Members of the taskforce have began collecting views from various stakeholders in a bid to come up with a strategy to curb the incoherent communication process that currently exists in government.
Under the theme of “One Government, one voice”, the taskforce will come up with the strategy within the next 12 months to prepare and oversee the implementation of the strategy to streamline the information flow from state departments to the people.
A gazette notice signed by Prime Minister Raila Odinga dated September 2010 mandates Rogers Hadao, a senior Deputy Secretary in the Prime Ministers office to head it.
The move has been necessitated by the requirement of the new constitution that mandates the state to provide constant information on its operations to the public.
“Section 35 of the new constitution says every citizen has a right to access information held by the sate and this is in preparation to ensure that we adhere to this,” said Hadao.

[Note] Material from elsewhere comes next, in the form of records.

//! Who may use the bot: banned users never, sudo users always, everyone else while subscribed.

use relay_core::{Result, UserId};
use std::collections::HashSet;
use std::sync::Arc;
use storage::SettingsRepository;
use tracing::info;

#[derive(Debug, Clone, Copy, PartialEq, Eq)]
pub enum Access {
    Banned,
    /// Known but without an active subscription.
    Denied,
    Granted { sudo: bool },
}

impl Access {
    pub fn is_granted(&self) -> bool {
        matches!(self, Access::Granted { .. })
    }
}

#[derive(Clone)]
pub struct AccessPolicy {
    settings: Arc<SettingsRepository>,
    sudo_users: Arc<HashSet<UserId>>,
}

impl AccessPolicy {
    pub fn new(settings: Arc<SettingsRepository>, sudo_users: impl IntoIterator<Item = UserId>) -> Self {
        Self {
            settings,
            sudo_users: Arc::new(sudo_users.into_iter().collect()),
        }
    }

    /// Sudo from config or from the stored flag.
    pub async fn is_sudo(&self, user_id: UserId) -> Result<bool> {
        if self.sudo_users.contains(&user_id) {
            return Ok(true);
        }
        let record = self.settings.get_user(user_id).await?;
        Ok(record.is_some_and(|r| r.is_sudo))
    }

    /// Expired subscriptions are cleared as a side effect.
    pub async fn access(&self, user_id: UserId) -> Result<Access> {
        let record = self.settings.get_user(user_id).await?;
        if record.as_ref().is_some_and(|r| r.is_banned) {
            return Ok(Access::Banned);
        }
        if self.sudo_users.contains(&user_id) || record.as_ref().is_some_and(|r| r.is_sudo) {
            return Ok(Access::Granted { sudo: true });
        }
        if record.is_none() {
            return Ok(Access::Denied);
        }
        let subscribed = self.settings.check_subscription(user_id).await?;
        if subscribed {
            Ok(Access::Granted { sudo: false })
        } else {
            info!(user_id = user_id, "Access denied: no active subscription");
            Ok(Access::Denied)
        }
    }
}
use relay_core::{Handler, HandlerResponse, InboundMessage, Result};
use std::sync::Arc;
use tracing::{debug, info, instrument};

/// Ordered command router. Every handler's `before` runs first and any may veto, with a reply
/// or silently. Then `handle` runs in order until one returns `Stop` or `Reply`.
#[derive(Clone, Default)]
pub struct HandlerChain {
    handlers: Vec<Arc<dyn Handler>>,
}

impl HandlerChain {
    pub fn new() -> Self {
        Self {
            handlers: Vec::new(),
        }
    }

    pub fn add_handler(mut self, handler: Arc<dyn Handler>) -> Self {
        self.handlers.push(handler);
        self
    }

    pub fn len(&self) -> usize {
        self.handlers.len()
    }

    pub fn is_empty(&self) -> bool {
        self.handlers.is_empty()
    }

    #[instrument(skip(self, message))]
    pub async fn handle(&self, message: &InboundMessage) -> Result<HandlerResponse> {
        info!(
            user_id = message.user_id,
            chat_id = message.chat_id,
            message_id = %message.id,
            "step: handler_chain started"
        );

        for handler in &self.handlers {
            let handler_name = std::any::type_name_of_val(handler.as_ref());
            if let Some(reply) = handler.before(message).await? {
                info!(
                    user_id = message.user_id,
                    handler = %handler_name,
                    "step: before vetoed, chain stopped"
                );
                if reply.is_empty() {
                    return Ok(HandlerResponse::Stop);
                }
                return Ok(HandlerResponse::Reply(reply));
            }
        }

        let mut final_response = HandlerResponse::Continue;
        for handler in &self.handlers {
            let handler_name = std::any::type_name_of_val(handler.as_ref());
            let response = handler.handle(message).await?;
            debug!(handler = %handler_name, response = ?response, "Handler processed");

            match response {
                HandlerResponse::Continue => continue,
                HandlerResponse::Stop | HandlerResponse::Reply(_) => {
                    info!(
                        user_id = message.user_id,
                        handler = %handler_name,
                        "step: handler chain stopped by handler"
                    );
                    final_response = response;
                    break;
                }
            }
        }

        info!(
            user_id = message.user_id,
            chat_id = message.chat_id,
            message_id = %message.id,
            "step: handler_chain finished"
        );

        Ok(final_response)
    }
}
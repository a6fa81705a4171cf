//! Tracing bootstrap: the same fmt layer writes to stdout and to an append-only log file.

use std::fs::OpenOptions;
use std::io;
use std::path::Path;
use std::sync::Arc;

use tracing_subscriber::{
    fmt::format::FmtSpan, layer::SubscriberExt, util::SubscriberInitExt, EnvFilter, Registry,
};

/// Installs the global subscriber. Level comes from `RUST_LOG` (default `info`), so load
/// `.env` before calling this.
pub fn init_tracing(log_file_path: &str) -> anyhow::Result<()> {
    if let Some(parent) = Path::new(log_file_path).parent() {
        if !parent.as_os_str().is_empty() {
            std::fs::create_dir_all(parent)?;
        }
    }
    let file = OpenOptions::new()
        .create(true)
        .append(true)
        .open(log_file_path)?;
    let file = Arc::new(file);

    let env_filter = EnvFilter::try_from_default_env().unwrap_or_else(|_| EnvFilter::new("info"));

    use tracing_subscriber::fmt::writer::MakeWriterExt;
    let writer = io::stdout.and(file);

    let fmt_layer = tracing_subscriber::fmt::layer()
        .with_writer(writer)
        .with_span_events(FmtSpan::CLOSE)
        .with_target(true)
        .with_level(true)
        .with_file(false)
        .with_line_number(false);

    Registry::default()
        .with(env_filter)
        .with(fmt_layer)
        .try_init()
        .map_err(|e| anyhow::anyhow!("Failed to set global subscriber: {}", e))?;

    Ok(())
}
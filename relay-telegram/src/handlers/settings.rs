//! Per-user settings: credentials, target bots, course list and destination channels.
//!
//! Every setter takes its value inline (`/SetToken eyJ...`) or, when sent bare, prompts and
//! consumes the user's next message.

use super::{numbered, parse_choice};
use crate::commands::known_command;
use crate::conversation::{Conversations, Pending};
use async_trait::async_trait;
use relay_core::{Handler, HandlerResponse, InboundMessage, Result, UserId};
use std::sync::Arc;
use storage::{SettingField, SettingsRepository, DEFAULT_EXTRACTOR_BOT, DEFAULT_UPLOADER_BOT};

pub const MIN_TOKEN_LEN: usize = 20;
pub const MIN_BATCH_LEN: usize = 3;

/// `-100…` numeric ids or `@public_name`.
pub fn is_valid_channel_id(id: &str) -> bool {
    if let Some(digits) = id.strip_prefix("-100") {
        return !digits.is_empty() && digits.chars().all(|c| c.is_ascii_digit());
    }
    if let Some(name) = id.strip_prefix('@') {
        return !name.is_empty() && name.chars().all(|c| c.is_ascii_alphanumeric() || c == '_');
    }
    false
}

fn prompt_for(pending: &Pending) -> &'static str {
    match pending {
        Pending::Token => "🔑 Set PW Token\n\nSend your access token (a long string starting with eyJ...).",
        Pending::ExtractorBot => "🤖 Set Extractor Bot\n\nSend the bot username.\nDefault: @pwextract_bot\n\nSend /skip to keep the default.",
        Pending::UploaderBot => "📤 Set Uploader Bot\n\nSend the bot username.\nDefault: @Mahira_uploder_24bot\n\nSend /skip to keep the default.",
        Pending::UploaderCommand => "🔐 Set Uploader Secret Command\n\nSend the command (must start with /).\nExample: /Mahi",
        Pending::Credit => "✍️ Set Credit Name\n\nSend the watermark name.\nExample: @YourChannel",
        Pending::AddBatch => "📝 Send the full batch name, exactly as the extractor lists it.",
        Pending::AddChannel => "📢 Send the channel ID, optionally followed by a name.\n\nFormat: -1001234567890 Main\n\nThe userbot account must be admin in the channel!",
        Pending::DelBatch | Pending::DelChannel => "Send the number or the exact value to remove.",
        Pending::SelectBatch | Pending::SelectChannel { .. } => "",
    }
}

pub struct SettingsHandler {
    settings: Arc<SettingsRepository>,
    conversations: Conversations,
}

impl SettingsHandler {
    pub fn new(settings: Arc<SettingsRepository>, conversations: Conversations) -> Self {
        Self {
            settings,
            conversations,
        }
    }

    /// Applies `value` to the setting `pending` stands for. A validation failure keeps the
    /// prompt open so the user can try again.
    async fn apply(&self, user_id: UserId, pending: &Pending, value: &str) -> Result<String> {
        let value = value.trim();
        let reply = match pending {
            Pending::Token => {
                if value.chars().count() < MIN_TOKEN_LEN {
                    return Ok("❌ Too short. Send a valid access token.".to_string());
                }
                self.settings
                    .set_field(user_id, SettingField::Token, value)
                    .await?;
                "✅ Token saved!".to_string()
            }
            Pending::ExtractorBot => {
                let bot = if value == "/skip" { DEFAULT_EXTRACTOR_BOT } else { value };
                self.settings
                    .set_field(user_id, SettingField::ExtractorBot, bot)
                    .await?;
                format!("✅ Extractor set: {}", bot)
            }
            Pending::UploaderBot => {
                let bot = if value == "/skip" { DEFAULT_UPLOADER_BOT } else { value };
                self.settings
                    .set_field(user_id, SettingField::UploaderBot, bot)
                    .await?;
                format!("✅ Uploader set: {}", bot)
            }
            Pending::UploaderCommand => {
                if !value.starts_with('/') || value.len() < 2 {
                    return Ok("❌ Must start with /".to_string());
                }
                self.settings
                    .set_field(user_id, SettingField::UploaderCommand, value)
                    .await?;
                format!("✅ Command set: {}", value)
            }
            Pending::Credit => {
                if value.is_empty() {
                    return Ok("❌ Credit name cannot be empty.".to_string());
                }
                self.settings
                    .set_field(user_id, SettingField::Credit, value)
                    .await?;
                format!("✅ Credit set: {}", value)
            }
            Pending::AddBatch => {
                if value.chars().count() < MIN_BATCH_LEN {
                    return Ok("❌ Batch name too short.".to_string());
                }
                if self.settings.add_batch(user_id, value).await? {
                    format!("✅ Batch added: {}\n\n{}", value, self.batch_list(user_id).await?)
                } else {
                    format!("ℹ️ Already saved: {}", value)
                }
            }
            Pending::DelBatch => {
                let batches = self.settings.batches(user_id).await?;
                let name = match parse_choice(value, batches.len()) {
                    Some(i) => batches[i].clone(),
                    None => value.to_string(),
                };
                if !self.settings.remove_batch(user_id, &name).await? {
                    return Ok(format!("❌ No saved batch matches: {}", value));
                }
                format!("✅ Removed: {}", name)
            }
            Pending::AddChannel => {
                let (id, name) = match value.split_once(char::is_whitespace) {
                    Some((id, name)) => (id, name.trim()),
                    None => (value, ""),
                };
                if !is_valid_channel_id(id) {
                    return Ok("❌ Send a channel ID like -1001234567890 or @channel_name.".to_string());
                }
                if self.settings.add_channel(user_id, id, name).await? {
                    format!("✅ Channel added: {}\n\n{}", id, self.channel_list(user_id).await?)
                } else {
                    format!("ℹ️ Already saved: {}", id)
                }
            }
            Pending::DelChannel => {
                let channels = self.settings.channels(user_id).await?;
                let id = match parse_choice(value, channels.len()) {
                    Some(i) => channels[i].channel_id.clone(),
                    None => value.to_string(),
                };
                if !self.settings.remove_channel(user_id, &id).await? {
                    return Ok(format!("❌ No saved channel matches: {}", value));
                }
                format!("✅ Removed: {}", id)
            }
            Pending::SelectBatch | Pending::SelectChannel { .. } => return Ok(String::new()),
        };
        self.conversations.clear(user_id);
        Ok(reply)
    }

    async fn batch_list(&self, user_id: UserId) -> Result<String> {
        let batches = self.settings.batches(user_id).await?;
        if batches.is_empty() {
            return Ok("📚 Your Batches\n\nNone saved yet. Add one with /AddBatch".to_string());
        }
        Ok(format!("📚 Your Batches\n\n{}", numbered(&batches)))
    }

    async fn channel_list(&self, user_id: UserId) -> Result<String> {
        let channels = self.settings.channels(user_id).await?;
        if channels.is_empty() {
            return Ok("📢 Your Channels\n\nNone saved yet. Add one with /AddChannel".to_string());
        }
        let labels: Vec<String> = channels
            .iter()
            .map(|c| format!("{} ({})", c.label(), c.channel_id))
            .collect();
        Ok(format!("📢 Your Channels\n\n{}", numbered(&labels)))
    }

    /// A setter command: apply an inline value or open the prompt.
    async fn setter(&self, user_id: UserId, pending: Pending, args: &str) -> Result<String> {
        if !args.is_empty() {
            return self.apply(user_id, &pending, args).await;
        }
        let mut prompt = prompt_for(&pending).to_string();
        match pending {
            Pending::DelBatch => {
                let list = self.batch_list(user_id).await?;
                prompt = format!("{}\n\n{}", list, prompt);
            }
            Pending::DelChannel => {
                let list = self.channel_list(user_id).await?;
                prompt = format!("{}\n\n{}", list, prompt);
            }
            _ => {}
        }
        self.conversations.set(user_id, pending);
        Ok(prompt)
    }
}

#[async_trait]
impl Handler for SettingsHandler {
    async fn handle(&self, message: &InboundMessage) -> Result<HandlerResponse> {
        let user_id = message.user_id;

        if let Some(cmd) = known_command(&message.text) {
            let pending = match cmd.name.as_str() {
                "settoken" => Pending::Token,
                "setextractor" => Pending::ExtractorBot,
                "setuploader" => Pending::UploaderBot,
                "setupcommand" => Pending::UploaderCommand,
                "setupcredit" => Pending::Credit,
                "addbatch" => Pending::AddBatch,
                "delbatch" => Pending::DelBatch,
                "addchannel" => Pending::AddChannel,
                "delchannel" => Pending::DelChannel,
                "batches" => return Ok(HandlerResponse::Reply(self.batch_list(user_id).await?)),
                "channels" => return Ok(HandlerResponse::Reply(self.channel_list(user_id).await?)),
                "cancel" => return Ok(HandlerResponse::Reply("✅ Cancelled.".to_string())),
                _ => return Ok(HandlerResponse::Continue),
            };
            let reply = self.setter(user_id, pending, cmd.args).await?;
            return Ok(HandlerResponse::Reply(reply));
        }

        // Anything else, including unknown slash text such as "/Mahi" or "/skip", may answer
        // an open prompt.
        let Some(pending) = self.conversations.get(user_id) else {
            return Ok(HandlerResponse::Continue);
        };
        if matches!(pending, Pending::SelectBatch | Pending::SelectChannel { .. }) {
            return Ok(HandlerResponse::Continue);
        }
        let reply = self.apply(user_id, &pending, &message.text).await?;
        Ok(HandlerResponse::Reply(reply))
    }
}
//! `/StartExtraction`: pick a course, pick a channel, then hand the job to the coordinator
//! with a [`StatusBoard`] as its progress sink.

use super::{missing_text, numbered, parse_choice};
use crate::commands::known_command;
use crate::conversation::{Conversations, Pending};
use crate::status_board::{render_started, StatusBoard};
use async_trait::async_trait;
use relay_core::{Bot, ChatRef, Handler, HandlerResponse, InboundMessage, Result};
use relay_driver::{JobCoordinator, SubmitError, Submission};
use std::sync::Arc;
use storage::{ChannelRecord, SettingsRepository};
use tracing::{error, info};

const ALREADY_RUNNING: &str = "⚠️ Extraction already running! Wait for it to finish.";
const INVALID_CHOICE: &str = "❌ Invalid choice. Reply with a number from the list, or /cancel.";

pub struct ExtractionHandler {
    settings: Arc<SettingsRepository>,
    coordinator: JobCoordinator,
    conversations: Conversations,
    bot: Arc<dyn Bot>,
}

impl ExtractionHandler {
    pub fn new(
        settings: Arc<SettingsRepository>,
        coordinator: JobCoordinator,
        conversations: Conversations,
        bot: Arc<dyn Bot>,
    ) -> Self {
        Self {
            settings,
            coordinator,
            conversations,
            bot,
        }
    }

    async fn begin(&self, message: &InboundMessage) -> Result<String> {
        let user_id = message.user_id;
        if self.coordinator.is_active(user_id) {
            return Ok(ALREADY_RUNNING.to_string());
        }
        let missing = self.settings.missing_setup(user_id).await?;
        if !missing.is_empty() {
            return Ok(missing_text(&missing));
        }

        let batches = self.settings.batches(user_id).await?;
        self.conversations.set(user_id, Pending::SelectBatch);
        Ok(format!(
            "🚀 Start Extraction\n\nStep 1/2: Select Batch\n\n{}\n\nReply with the number.",
            numbered(&batches)
        ))
    }

    async fn select_batch(&self, message: &InboundMessage) -> Result<String> {
        let user_id = message.user_id;
        let batches = self.settings.batches(user_id).await?;
        let Some(index) = parse_choice(&message.text, batches.len()) else {
            return Ok(INVALID_CHOICE.to_string());
        };
        let course = batches[index].clone();

        let channels = self.settings.channels(user_id).await?;
        let labels: Vec<&str> = channels.iter().map(ChannelRecord::label).collect();
        let reply = format!(
            "✅ Batch: {}\n\nStep 2/2: Select Channel\n\n{}\n\nReply with the number.",
            course,
            numbered(&labels)
        );
        self.conversations
            .set(user_id, Pending::SelectChannel { course });
        Ok(reply)
    }

    /// Returns `None` once the job was handed over; the status message speaks from then on.
    async fn select_channel(
        &self,
        message: &InboundMessage,
        course: &str,
    ) -> Result<Option<String>> {
        let channels = self.settings.channels(message.user_id).await?;
        let Some(index) = parse_choice(&message.text, channels.len()) else {
            return Ok(Some(INVALID_CHOICE.to_string()));
        };
        self.conversations.clear(message.user_id);
        self.start_job(message, course, &channels[index]).await?;
        Ok(None)
    }

    async fn start_job(
        &self,
        message: &InboundMessage,
        course: &str,
        channel: &ChannelRecord,
    ) -> Result<()> {
        let status_id = self
            .bot
            .send_message_and_return_id(
                message.chat_id,
                &render_started(course, &channel.channel_id),
            )
            .await?;
        let board = Arc::new(StatusBoard::new(
            Arc::clone(&self.bot),
            message.chat_id,
            status_id,
            course,
            channel.channel_id.clone(),
        ));

        let submitted = self
            .coordinator
            .submit(
                message.user_id,
                course,
                &ChatRef::new(channel.channel_id.as_str()),
                board.clone(),
            )
            .await;

        match submitted {
            Ok(Submission::Accepted { job_id, handle }) => {
                info!(user_id = message.user_id, job_id = job_id, course = %course, "step: job handed to coordinator");
                tokio::spawn(async move {
                    match handle.await {
                        Ok(report) => board.finish(&report).await,
                        Err(e) => {
                            error!(error = %e, job_id = job_id, "Job task panicked");
                            board
                                .edit(&format!("❌ Unexpected Error\n\n{}\n\nContact admin.", e))
                                .await;
                        }
                    }
                });
            }
            Ok(Submission::Rejected) => board.edit(ALREADY_RUNNING).await,
            Err(SubmitError::Incomplete(missing)) => {
                let lines: Vec<String> = missing.iter().map(|m| format!("  • {}", m)).collect();
                board
                    .edit(&format!(
                        "⚠️ Setup incomplete:\n\n{}\n\nRun /status to see what is missing.",
                        lines.join("\n")
                    ))
                    .await;
            }
            Err(SubmitError::Relay(e)) => {
                error!(error = %e, user_id = message.user_id, "Job submission failed");
                board
                    .edit(&format!("❌ Could not start the job\n\n{}\n\nContact admin.", e))
                    .await;
            }
        }
        Ok(())
    }
}

#[async_trait]
impl Handler for ExtractionHandler {
    async fn handle(&self, message: &InboundMessage) -> Result<HandlerResponse> {
        if let Some(cmd) = known_command(&message.text) {
            if cmd.is("startextraction") {
                return Ok(HandlerResponse::Reply(self.begin(message).await?));
            }
            return Ok(HandlerResponse::Continue);
        }

        match self.conversations.get(message.user_id) {
            Some(Pending::SelectBatch) => {
                Ok(HandlerResponse::Reply(self.select_batch(message).await?))
            }
            Some(Pending::SelectChannel { course }) => {
                match self.select_channel(message, &course).await? {
                    Some(reply) => Ok(HandlerResponse::Reply(reply)),
                    None => Ok(HandlerResponse::Stop),
                }
            }
            _ => Ok(HandlerResponse::Continue),
        }
    }
}
//! Scripted in-memory [`relay_core::Gateway`] for driver tests.
//!
//! Each chat is a growing message log with ids handed out in order. Rules registered with
//! `on_text` / `on_document` / `on_click` fire once, appending the bot's replies right after the
//! driver's action, so the next poll sees them.

use async_trait::async_trait;
use relay_core::{ChatRef, Gateway, Media, Message, RelayError, Result};
use std::collections::{HashMap, HashSet};
use std::path::{Path, PathBuf};
use std::sync::Mutex;

#[derive(Debug, Clone, PartialEq, Eq)]
enum Trigger {
    Text(String),
    Document,
    Click(String),
}

struct Rule {
    chat: String,
    trigger: Trigger,
    replies: Vec<Message>,
}

struct State {
    next_id: i64,
    chats: HashMap<String, Vec<Message>>,
    rules: Vec<Rule>,
    sent: Vec<(String, String)>,
    documents: Vec<(String, PathBuf)>,
    /// Whether each uploaded file was still on disk when it was sent.
    documents_present: Vec<bool>,
    clicks: Vec<(String, String)>,
    copies: Vec<(i64, String)>,
    failing_channels: HashSet<String>,
    failing_fetches: usize,
    stalled_fetches: bool,
    panic_on_send: bool,
}

pub struct ScriptedGateway {
    state: Mutex<State>,
}

/// Incoming text message; the id is assigned when it lands in a chat.
pub fn text(body: &str) -> Message {
    Message::text(0, body)
}

pub fn menu(body: &str, buttons: &[&str]) -> Message {
    let mut message = Message::text(0, body);
    message.buttons = buttons.iter().map(|b| b.to_string()).collect();
    message
}

pub fn document(file_name: &str) -> Message {
    Message::with_media(
        0,
        Media::Document {
            file_name: Some(file_name.to_string()),
        },
    )
}

pub fn video() -> Message {
    Message::with_media(0, Media::Video)
}

pub fn photo() -> Message {
    Message::with_media(0, Media::Photo)
}

impl ScriptedGateway {
    pub fn new() -> Self {
        Self {
            state: Mutex::new(State {
                next_id: 100,
                chats: HashMap::new(),
                rules: Vec::new(),
                sent: Vec::new(),
                documents: Vec::new(),
                documents_present: Vec::new(),
                clicks: Vec::new(),
                copies: Vec::new(),
                failing_channels: HashSet::new(),
                failing_fetches: 0,
                stalled_fetches: false,
                panic_on_send: false,
            }),
        }
    }

    fn add_rule(&self, chat: &str, trigger: Trigger, replies: Vec<Message>) {
        self.state.lock().unwrap().rules.push(Rule {
            chat: chat.to_string(),
            trigger,
            replies,
        });
    }

    pub fn on_text(&self, chat: &str, text: &str, replies: Vec<Message>) {
        self.add_rule(chat, Trigger::Text(text.to_string()), replies);
    }

    pub fn on_document(&self, chat: &str, replies: Vec<Message>) {
        self.add_rule(chat, Trigger::Document, replies);
    }

    pub fn on_click(&self, chat: &str, label: &str, replies: Vec<Message>) {
        self.add_rule(chat, Trigger::Click(label.to_string()), replies);
    }

    /// Appends a message to a chat and returns its id.
    pub fn push(&self, chat: &str, message: Message) -> i64 {
        let mut state = self.state.lock().unwrap();
        append(&mut state, chat, message)
    }

    pub fn fail_copies_to(&self, channel: &str) {
        self.state
            .lock()
            .unwrap()
            .failing_channels
            .insert(channel.to_string());
    }

    pub fn fail_next_fetches(&self, count: usize) {
        self.state.lock().unwrap().failing_fetches = count;
    }

    /// Every later `fetch_recent` call never completes.
    pub fn stall_fetches(&self) {
        self.state.lock().unwrap().stalled_fetches = true;
    }

    /// Every later `send` panics.
    pub fn panic_on_send(&self) {
        self.state.lock().unwrap().panic_on_send = true;
    }

    pub fn sent_texts(&self, chat: &str) -> Vec<String> {
        self.state
            .lock()
            .unwrap()
            .sent
            .iter()
            .filter(|(c, _)| c == chat)
            .map(|(_, t)| t.clone())
            .collect()
    }

    pub fn documents(&self) -> Vec<(String, PathBuf)> {
        self.state.lock().unwrap().documents.clone()
    }

    pub fn documents_present(&self) -> Vec<bool> {
        self.state.lock().unwrap().documents_present.clone()
    }

    pub fn clicks(&self) -> Vec<(String, String)> {
        self.state.lock().unwrap().clicks.clone()
    }

    /// Every copy attempt as (message id, destination), failed ones included.
    pub fn copies(&self) -> Vec<(i64, String)> {
        self.state.lock().unwrap().copies.clone()
    }

    fn fire(&self, chat: &str, trigger: Trigger) {
        let mut state = self.state.lock().unwrap();
        let Some(index) = state
            .rules
            .iter()
            .position(|r| r.chat == chat && r.trigger == trigger)
        else {
            return;
        };
        let rule = state.rules.remove(index);
        for reply in rule.replies {
            append(&mut state, chat, reply);
        }
    }
}

fn append(state: &mut State, chat: &str, mut message: Message) -> i64 {
    state.next_id += 1;
    message.id = state.next_id;
    state
        .chats
        .entry(chat.to_string())
        .or_default()
        .push(message);
    state.next_id
}

fn outgoing(mut message: Message) -> Message {
    message.outgoing = true;
    message
}

#[async_trait]
impl Gateway for ScriptedGateway {
    async fn send(&self, chat: &ChatRef, text: &str) -> Result<()> {
        let panics = self.state.lock().unwrap().panic_on_send;
        if panics {
            panic!("send to {} blew up", chat);
        }
        {
            let mut state = self.state.lock().unwrap();
            state.sent.push((chat.to_string(), text.to_string()));
            append(&mut state, chat.as_str(), outgoing(Message::text(0, text)));
        }
        self.fire(chat.as_str(), Trigger::Text(text.to_string()));
        Ok(())
    }

    async fn send_document(&self, chat: &ChatRef, path: &Path) -> Result<()> {
        {
            let mut state = self.state.lock().unwrap();
            state.documents.push((chat.to_string(), path.to_path_buf()));
            state.documents_present.push(path.exists());
            let name = path.file_name().map(|n| n.to_string_lossy().to_string());
            let message = Message::with_media(0, Media::Document { file_name: name });
            append(&mut state, chat.as_str(), outgoing(message));
        }
        self.fire(chat.as_str(), Trigger::Document);
        Ok(())
    }

    async fn fetch_recent(&self, chat: &ChatRef, limit: usize) -> Result<Vec<Message>> {
        {
            let mut state = self.state.lock().unwrap();
            if !state.stalled_fetches {
                if state.failing_fetches > 0 {
                    state.failing_fetches -= 1;
                    return Err(RelayError::Gateway("history unavailable".to_string()));
                }
                return Ok(state
                    .chats
                    .get(chat.as_str())
                    .map(|log| log.iter().rev().take(limit).cloned().collect())
                    .unwrap_or_default());
            }
        }
        std::future::pending().await
    }

    async fn download(
        &self,
        _chat: &ChatRef,
        message: &Message,
        destination: &Path,
    ) -> Result<PathBuf> {
        let name = message.document_name().unwrap_or("attachment");
        std::fs::write(destination, format!("index from {}\n", name))?;
        Ok(destination.to_path_buf())
    }

    async fn invoke_action(&self, chat: &ChatRef, message: &Message, label: &str) -> Result<bool> {
        let wanted = label.to_lowercase();
        if !message
            .buttons
            .iter()
            .any(|b| b.to_lowercase().contains(&wanted))
        {
            return Ok(false);
        }
        self.state
            .lock()
            .unwrap()
            .clicks
            .push((chat.to_string(), label.to_string()));
        self.fire(chat.as_str(), Trigger::Click(label.to_string()));
        Ok(true)
    }

    async fn copy(&self, _source: &ChatRef, message_id: i64, destination: &ChatRef) -> Result<()> {
        let mut state = self.state.lock().unwrap();
        state.copies.push((message_id, destination.to_string()));
        if state.failing_channels.contains(destination.as_str()) {
            return Err(RelayError::Gateway(format!(
                "cannot write to {}",
                destination
            )));
        }
        Ok(())
    }
}
//! Messaging gateway: the single shared identity that talks to external bots.
//!
//! [`Gateway`] is transport-agnostic. The drivers only ever see this trait, so tests can
//! replay scripted conversations without a network.

use crate::error::Result;
use crate::types::{ChatRef, Message};
use async_trait::async_trait;
use std::path::{Path, PathBuf};

#[async_trait]
pub trait Gateway: Send + Sync {
    /// Sends a text message to the chat.
    async fn send(&self, chat: &ChatRef, text: &str) -> Result<()>;

    /// Uploads a local file to the chat as a document.
    async fn send_document(&self, chat: &ChatRef, path: &Path) -> Result<()>;

    /// Fetches up to `limit` most recent messages of the chat, newest first.
    async fn fetch_recent(&self, chat: &ChatRef, limit: usize) -> Result<Vec<Message>>;

    /// Downloads the attachment of `message` to `destination`; returns the stored path.
    async fn download(&self, chat: &ChatRef, message: &Message, destination: &Path)
        -> Result<PathBuf>;

    /// Presses the inline button of `message` whose label contains `label`
    /// (case-insensitive). Returns false when no such button could be pressed.
    async fn invoke_action(&self, chat: &ChatRef, message: &Message, label: &str) -> Result<bool>;

    /// Copies a message into another chat without forwarding attribution.
    async fn copy(&self, source: &ChatRef, message_id: i64, destination: &ChatRef) -> Result<()>;

    /// Id of the newest message in the chat, 0 when the chat is empty.
    async fn latest_id(&self, chat: &ChatRef) -> Result<i64> {
        Ok(self
            .fetch_recent(chat, 1)
            .await?
            .first()
            .map(|m| m.id)
            .unwrap_or(0))
    }
}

Speaking during a breakfast meeting with the Editors Guild, Hado who led his taskforce members said his team will recommend broad policy and strategy guidelines aimed at realising a more professional approach to government engagement with the public.
“It is expected that the taskforce will undertake various stakeholder consultations in order to arrive at a consensus on guidelines that can strengthen government-wide communication while also enabling leaders to speak with one voice,” said Hadao.
Information and Communication Minister Samuel Poghisio will officially inaugurate the taskforce next Tuesday, a forum that is expected to bring onboard stakeholders.
A major conference will however take place in Mombasa mid November to discuss emerging opportunities for communication for development under the new constitutional dispensation.
Mr Mutegi Njau who is a member of the Editors Guild said it is time the government put the incoherent communication to a stop.
He singled out the functions of the Government spokesman Alfred Mutua of being fond of making statements that normally contradicts others that come from the same government.
“When Mutua speaks, he seems to cloud, or contradict a statement that has come from another wing of the government,” said Njau.
Part of the communication strategy will be to ensure that members of the public get access to various documents that contain government policies as well as economic and development and strategic plans.
Publisher Barrack Muluka accused Mutua of covering up government deeds.
“By default, I find myself as the alternative government spokesman to give people the other side of the story,” he said.
Deputy Solicitor General Mrs Muthoni Kimani said it is time the government puts its house in order to ensure a smooth communications flow.
“There has been disjointed efforts to provide communication to people since people are still in the old mode that this information is secret,” she said.
Mrs zarrina Kassu said it is time the Code of Regulation that govern public servants is reviewed to ensure communication flows easily.
“Each ministry needs to have a spokesperson speak without the fear of getting a sack,” said Zarina.